#### WHAT THE TASK ASKS:
Copy word for word, please, the lines of the entries below running from the one containing "Ord, Serialize, Deserialize)]" to the one containing "pub fn child(&self, key: impl", both ends included.

*** Block opens ***

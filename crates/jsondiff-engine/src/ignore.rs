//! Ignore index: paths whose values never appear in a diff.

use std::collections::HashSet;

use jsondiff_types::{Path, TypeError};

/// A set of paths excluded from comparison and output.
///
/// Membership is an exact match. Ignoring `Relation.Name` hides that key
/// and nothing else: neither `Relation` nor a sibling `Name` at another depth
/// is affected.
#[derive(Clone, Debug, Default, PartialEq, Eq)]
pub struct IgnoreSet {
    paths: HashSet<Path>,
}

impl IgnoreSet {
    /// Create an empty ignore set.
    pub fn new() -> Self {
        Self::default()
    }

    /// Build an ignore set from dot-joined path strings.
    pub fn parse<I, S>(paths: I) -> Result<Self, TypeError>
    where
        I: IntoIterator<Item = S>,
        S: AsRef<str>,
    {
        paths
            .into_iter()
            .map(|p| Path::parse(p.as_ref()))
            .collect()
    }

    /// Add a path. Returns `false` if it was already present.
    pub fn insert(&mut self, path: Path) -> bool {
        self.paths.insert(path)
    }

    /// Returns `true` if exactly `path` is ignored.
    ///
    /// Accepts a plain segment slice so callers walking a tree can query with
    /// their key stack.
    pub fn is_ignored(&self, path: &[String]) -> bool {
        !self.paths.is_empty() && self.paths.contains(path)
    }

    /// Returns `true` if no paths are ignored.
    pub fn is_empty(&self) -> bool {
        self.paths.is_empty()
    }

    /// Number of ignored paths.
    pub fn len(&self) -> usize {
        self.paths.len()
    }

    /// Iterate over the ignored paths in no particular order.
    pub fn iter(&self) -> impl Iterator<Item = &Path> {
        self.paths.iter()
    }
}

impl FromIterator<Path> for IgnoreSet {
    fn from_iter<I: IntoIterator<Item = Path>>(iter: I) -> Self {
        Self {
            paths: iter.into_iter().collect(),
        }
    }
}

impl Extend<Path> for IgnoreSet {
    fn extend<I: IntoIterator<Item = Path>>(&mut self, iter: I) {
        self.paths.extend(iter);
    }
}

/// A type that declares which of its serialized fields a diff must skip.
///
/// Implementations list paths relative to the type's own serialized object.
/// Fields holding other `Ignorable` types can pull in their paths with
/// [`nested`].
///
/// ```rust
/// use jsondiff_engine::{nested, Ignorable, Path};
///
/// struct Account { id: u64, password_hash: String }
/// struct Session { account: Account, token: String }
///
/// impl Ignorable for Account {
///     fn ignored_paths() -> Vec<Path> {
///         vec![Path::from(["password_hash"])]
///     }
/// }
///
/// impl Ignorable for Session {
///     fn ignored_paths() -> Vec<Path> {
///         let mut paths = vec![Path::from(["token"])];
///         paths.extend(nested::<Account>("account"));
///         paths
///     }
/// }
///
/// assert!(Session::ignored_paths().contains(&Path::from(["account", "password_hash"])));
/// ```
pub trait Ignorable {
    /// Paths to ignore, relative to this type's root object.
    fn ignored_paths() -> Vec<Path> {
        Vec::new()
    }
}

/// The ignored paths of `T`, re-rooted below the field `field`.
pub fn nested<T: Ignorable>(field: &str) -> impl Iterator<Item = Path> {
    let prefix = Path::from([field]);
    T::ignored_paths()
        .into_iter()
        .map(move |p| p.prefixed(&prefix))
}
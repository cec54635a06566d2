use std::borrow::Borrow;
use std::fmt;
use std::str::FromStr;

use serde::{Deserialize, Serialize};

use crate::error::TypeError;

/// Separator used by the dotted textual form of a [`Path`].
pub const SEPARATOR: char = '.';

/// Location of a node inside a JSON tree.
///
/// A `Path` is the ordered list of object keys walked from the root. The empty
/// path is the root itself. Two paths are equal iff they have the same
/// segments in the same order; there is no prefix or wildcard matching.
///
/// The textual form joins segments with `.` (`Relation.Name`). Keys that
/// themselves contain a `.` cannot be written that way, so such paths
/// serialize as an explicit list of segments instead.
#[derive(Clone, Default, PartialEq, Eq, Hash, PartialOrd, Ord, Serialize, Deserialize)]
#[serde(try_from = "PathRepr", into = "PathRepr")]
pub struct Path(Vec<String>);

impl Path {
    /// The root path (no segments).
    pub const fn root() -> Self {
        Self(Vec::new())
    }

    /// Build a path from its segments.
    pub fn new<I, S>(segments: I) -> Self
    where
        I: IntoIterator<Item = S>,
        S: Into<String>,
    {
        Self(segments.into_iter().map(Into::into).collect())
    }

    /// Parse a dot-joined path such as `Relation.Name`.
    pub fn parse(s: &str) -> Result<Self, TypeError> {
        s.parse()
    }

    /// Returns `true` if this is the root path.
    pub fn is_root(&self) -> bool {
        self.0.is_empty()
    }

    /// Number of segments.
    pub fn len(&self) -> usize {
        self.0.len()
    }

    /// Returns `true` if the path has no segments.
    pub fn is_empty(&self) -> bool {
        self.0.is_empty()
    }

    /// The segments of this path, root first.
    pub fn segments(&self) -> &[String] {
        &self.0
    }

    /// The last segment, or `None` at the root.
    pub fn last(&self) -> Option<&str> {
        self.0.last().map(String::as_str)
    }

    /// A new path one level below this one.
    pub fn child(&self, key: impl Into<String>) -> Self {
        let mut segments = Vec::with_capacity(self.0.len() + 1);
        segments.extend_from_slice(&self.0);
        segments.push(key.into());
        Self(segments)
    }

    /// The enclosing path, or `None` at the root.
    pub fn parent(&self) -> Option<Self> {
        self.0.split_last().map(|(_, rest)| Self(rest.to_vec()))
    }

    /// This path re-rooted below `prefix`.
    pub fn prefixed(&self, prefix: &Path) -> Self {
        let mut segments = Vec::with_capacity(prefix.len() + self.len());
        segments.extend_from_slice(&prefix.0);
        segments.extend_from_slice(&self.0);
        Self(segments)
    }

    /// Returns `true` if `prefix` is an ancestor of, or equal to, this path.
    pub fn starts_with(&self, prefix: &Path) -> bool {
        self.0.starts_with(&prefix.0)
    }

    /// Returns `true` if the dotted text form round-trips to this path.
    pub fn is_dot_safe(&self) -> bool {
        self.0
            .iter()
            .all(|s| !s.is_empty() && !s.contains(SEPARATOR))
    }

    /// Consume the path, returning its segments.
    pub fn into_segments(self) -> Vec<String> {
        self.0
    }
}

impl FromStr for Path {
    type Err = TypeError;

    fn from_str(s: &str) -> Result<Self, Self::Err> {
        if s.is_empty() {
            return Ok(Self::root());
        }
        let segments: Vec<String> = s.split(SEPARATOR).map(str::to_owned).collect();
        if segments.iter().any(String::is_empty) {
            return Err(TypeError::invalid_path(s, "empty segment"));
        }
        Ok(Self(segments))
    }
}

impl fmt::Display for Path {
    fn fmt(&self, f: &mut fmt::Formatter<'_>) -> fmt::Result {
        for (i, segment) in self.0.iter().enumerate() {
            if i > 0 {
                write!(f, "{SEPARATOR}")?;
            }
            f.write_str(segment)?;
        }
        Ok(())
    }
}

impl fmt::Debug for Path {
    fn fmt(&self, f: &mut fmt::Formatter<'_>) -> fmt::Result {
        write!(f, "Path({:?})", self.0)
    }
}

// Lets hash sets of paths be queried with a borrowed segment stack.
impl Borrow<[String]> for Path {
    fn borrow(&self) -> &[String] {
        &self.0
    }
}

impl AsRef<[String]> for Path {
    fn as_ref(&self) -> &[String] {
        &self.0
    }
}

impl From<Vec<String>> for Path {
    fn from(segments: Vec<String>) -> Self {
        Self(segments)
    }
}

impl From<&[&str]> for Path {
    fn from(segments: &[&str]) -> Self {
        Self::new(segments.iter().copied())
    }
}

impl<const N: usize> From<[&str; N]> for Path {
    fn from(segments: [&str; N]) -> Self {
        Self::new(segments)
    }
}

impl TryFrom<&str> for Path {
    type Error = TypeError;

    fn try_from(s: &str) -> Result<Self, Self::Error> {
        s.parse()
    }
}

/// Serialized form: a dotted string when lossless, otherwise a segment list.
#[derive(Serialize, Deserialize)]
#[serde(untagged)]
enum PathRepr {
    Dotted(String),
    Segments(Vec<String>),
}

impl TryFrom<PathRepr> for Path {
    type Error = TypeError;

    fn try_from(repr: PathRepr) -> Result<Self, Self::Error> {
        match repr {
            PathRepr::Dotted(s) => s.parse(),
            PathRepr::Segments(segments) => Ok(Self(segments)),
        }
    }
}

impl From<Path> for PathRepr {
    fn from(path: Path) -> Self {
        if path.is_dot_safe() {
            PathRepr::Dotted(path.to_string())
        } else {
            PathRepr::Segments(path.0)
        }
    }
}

*** Block closes ***

#### TASK SOLUTION:
#[derive(Clone, Default, PartialEq, Eq, Hash, PartialOrd, Ord, Serialize, Deserialize)]
#[serde(try_from = "PathRepr", into = "PathRepr")]
pub struct Path(Vec<String>);

impl Path {
    /// The root path (no segments).
    pub const fn root() -> Self {
        Self(Vec::new())
    }

    /// Build a path from its segments.
    pub fn new<I, S>(segments: I) -> Self
    where
        I: IntoIterator<Item = S>,
        S: Into<String>,
    {
        Self(segments.into_iter().map(Into::into).collect())
    }

    /// Parse a dot-joined path such as `Relation.Name`.
    pub fn parse(s: &str) -> Result<Self, TypeError> {
        s.parse()
    }

    /// Returns `true` if this is the root path.
    pub fn is_root(&self) -> bool {
        self.0.is_empty()
    }

    /// Number of segments.
    pub fn len(&self) -> usize {
        self.0.len()
    }

    /// Returns `true` if the path has no segments.
    pub fn is_empty(&self) -> bool {
        self.0.is_empty()
    }

    /// The segments of this path, root first.
    pub fn segments(&self) -> &[String] {
        &self.0
    }

    /// The last segment, or `None` at the root.
    pub fn last(&self) -> Option<&str> {
        self.0.last().map(String::as_str)
    }

    /// A new path one level below this one.
    pub fn child(&self, key: impl Into<String>) -> Self {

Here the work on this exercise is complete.